The term “evidence-based practice” is widely used and should be a goal for all treatments and methods of managing patients. Evidence should underpin all interventions, but for this to happen practitioners need to know what that evidence is and how to apply it.
When I talk to specialist nurse colleagues and to non-specialists attending study days, workshops and courses, it becomes apparent that there is sometimes a lack of confidence about applying full compression therapy. This may be due to lack of assessment data such as Doppler assessment of the ankle brachial pressure index, or a lack of confidence when applying compression therapy. The explanation given is that it “feels safer” to apply reduced compression just in case damage is caused to a patient’s leg, or because damage has occurred.
In some acute trusts, guidelines may indicate that compression therapy is suspended for inpatients. This pragmatic stance is based on the difficulties of ward staff gaining and maintaining bandaging competencies when there may be few opportunities to practise such skills.

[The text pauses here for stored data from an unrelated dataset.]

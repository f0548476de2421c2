/*!
# Motivation
When CUPS prints to a driverless or raster-only printer, the job travels
through a filter chain that ends with the document being rasterized. This
crate implements the PDF-to-PWG-raster step of that chain on top of MuPDF:
it takes a PDF on its input, has `mutool draw` render it, and passes the
raster stream through to its output. The filter itself never touches page
content; its job is to work out the right rendering parameters and to
supervise the engine reliably, including relaying the engine's diagnostics
into the CUPS logging convention and reacting to job cancellation.

The interesting parts are not the rendering but the bookkeeping around it:
picking resolution, page size and color space from job options and PPD
defaults, honoring the copy-count and collation directives that the
`pdftopdf` stage embeds in the document head, and normalizing how the engine
died (exit code, signal, cancellation) into a single status.

# Setup
The `mutool` utility must be available on your system. By default it is
looked up as `mutool` on `PATH`; point the `MUPDF_BIN` environment variable
at a specific binary to override that.

# Invocation
The binary follows the standard CUPS filter convention:

```text
rastro job-id user title copies options [filename]
```

The document arrives on standard input unless a filename is given, raster
bytes leave on standard output, and log lines go to standard error with the
usual `DEBUG:`/`INFO:`/`WARNING:`/`ERROR:` prefixes. The queue's PPD file is
taken from the `PPD` environment variable when set.
*/

#![forbid(unsafe_code)]
#![warn(missing_docs)]

mod args;
mod doc;
mod filter;
mod job;
mod page;
mod spawn;

pub use args::*;
pub use doc::*;
pub use filter::*;
pub use job::*;
pub use page::*;
pub use spawn::*;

Often patients are in hospital for a short time, their acute condition may impact on their vascular system and they are on bedrest or able to maintain leg elevation for longer periods than they would at home, which helps to control oedema. If oedema increases, the need for compression therapy to be resumed should be revisited.
Most people with leg ulcers are treated in the community and this is where the focus of staff education and training should be, although some acute trusts have extremely effective systems for managing inpatients.

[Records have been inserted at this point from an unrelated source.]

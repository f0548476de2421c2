use std::io::{self, BufRead, Read, Seek, SeekFrom};

use crate::page::PageHeader;

/// Directive lines are only honored this close to the format marker. They
/// are injected by the upstream pdftopdf stage right after the header, so
/// scanning further would only ever find document data.
const MAX_COMMENT_LINES: usize = 20;

/// Longest chunk the directive scanner consumes per read. Lines beyond this
/// are processed in pieces, which cannot spuriously match a directive prefix
/// because the prefixes all sit at a chunk start.
const COMMENT_CHUNK: u64 = 4096;

/// What the staged input turned out to be.
#[derive(Debug, Clone, Copy, PartialEq, Eq)]
pub enum DocType {
    /// Starts with the PDF magic marker.
    Pdf,
    /// Zero bytes of input.
    Empty,
    /// Non-empty, but not a PDF.
    Unrecognized,
}

/// Identify the staged input by its leading bytes.
///
/// The stream is rewound first and left positioned just past the sniffed
/// prefix. An input shorter than the marker is classified `Unrecognized`
/// unless it is empty outright.
pub fn sniff<R: Read + Seek + ?Sized>(input: &mut R) -> io::Result<DocType> {
    input.seek(SeekFrom::Start(0))?;
    let mut magic = [0u8; 4];
    let mut filled = 0;
    while filled < magic.len() {
        match input.read(&mut magic[filled..])? {
            0 => break,
            n => filled += n,
        }
    }
    Ok(if filled == 0 {
        DocType::Empty
    } else if filled == magic.len() && magic == *b"%PDF" {
        DocType::Pdf
    } else {
        DocType::Unrecognized
    })
}

/// Scan the document head for pdftopdf job-control directives.
///
/// Rewinds, skips to the line carrying the PDF magic marker, then inspects
/// at most `MAX_COMMENT_LINES` following lines for `%%PDFTOPDFNumCopies`
/// and `%%PDFTOPDFCollate` comments, overriding the descriptor's copy count
/// and collation when found. Malformed directive lines are ignored.
pub fn scan_inline_directives<R: BufRead + Seek + ?Sized>(
    input: &mut R,
    header: &mut PageHeader,
) -> io::Result<()> {
    input.seek(SeekFrom::Start(0))?;
    let mut line = Vec::new();
    loop {
        if read_chunk(input, &mut line)? == 0 {
            return Ok(());
        }
        if line.starts_with(b"%PDF") {
            break;
        }
    }
    for _ in 0..MAX_COMMENT_LINES {
        if read_chunk(input, &mut line)? == 0 {
            break;
        }
        let text = String::from_utf8_lossy(&line);
        if let Some(rest) = text.strip_prefix("%%PDFTOPDFNumCopies") {
            if let Some((_, value)) = rest.split_once(':') {
                if let Some(copies) = leading_u32(value.trim_start()) {
                    if copies > 0 {
                        header.num_copies = copies;
                    }
                }
            }
        } else if let Some(rest) = text.strip_prefix("%%PDFTOPDFCollate") {
            if let Some((_, value)) = rest.split_once(':') {
                let value = value.trim_start_matches([' ', '\t']).as_bytes();
                header.collate = value.len() >= 4 && value[..4].eq_ignore_ascii_case(b"true");
            }
        }
    }
    Ok(())
}

fn read_chunk<R: BufRead + ?Sized>(input: &mut R, line: &mut Vec<u8>) -> io::Result<usize> {
    line.clear();
    (&mut *input).take(COMMENT_CHUNK).read_until(b'\n', line)
}

fn leading_u32(value: &str) -> Option<u32> {
    let rest = value.strip_prefix('+').unwrap_or(value);
    let end = rest.bytes().take_while(|b| b.is_ascii_digit()).count();
    if end == 0 {
        return None;
    }
    rest[..end].parse().ok()
}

Evidence-based practice should be optimum practice (based on the best knowledge at the time). To withhold treatment, such as by not applying full compression, means patients may have their leg ulcer and the unpleasant symptoms associated with it for longer than necessary. This delay also adds to service costs.
If full treatment is withheld because damage has been caused to the patient’s skin, assessment, diagnosis and application skills must be revisited.
‘It is unacceptable to reduce compression as a matter of course for patients because staff are not adequately trained and supported to deliver safe and effective treatment.’
Of course nurses should be concerned about patient safety but it is wrong to deprive patients of the best chance of healing. Compression levels may be reduced in response to patient pain or discomfort, and certainly in a concordant relationship there must be negotiation and understanding of each patient’s individual perspective.
Reduced compression is indicated in mixed aetiology ulceration, particularly in the presence of significant arterial disease, to ensure that arterial flow is not unduly compromised. Some patients may have reduced compression if there is some doubt about ulcer aetiology and further advice is being sought, but this reduction must not become a final solution unless the decision is based on sound clinical criteria.
There are many compression systems available, which gives scope for patients to choose the one that suits them best. It is, however, unacceptable to reduce compression as a matter of course for patients because staff are not adequately trained and supported to deliver safe and effective treatment.
IRENE ANDERSON is programme tutor, tissue viability, School of Nursing and Midwifery, University of Hertfordshire.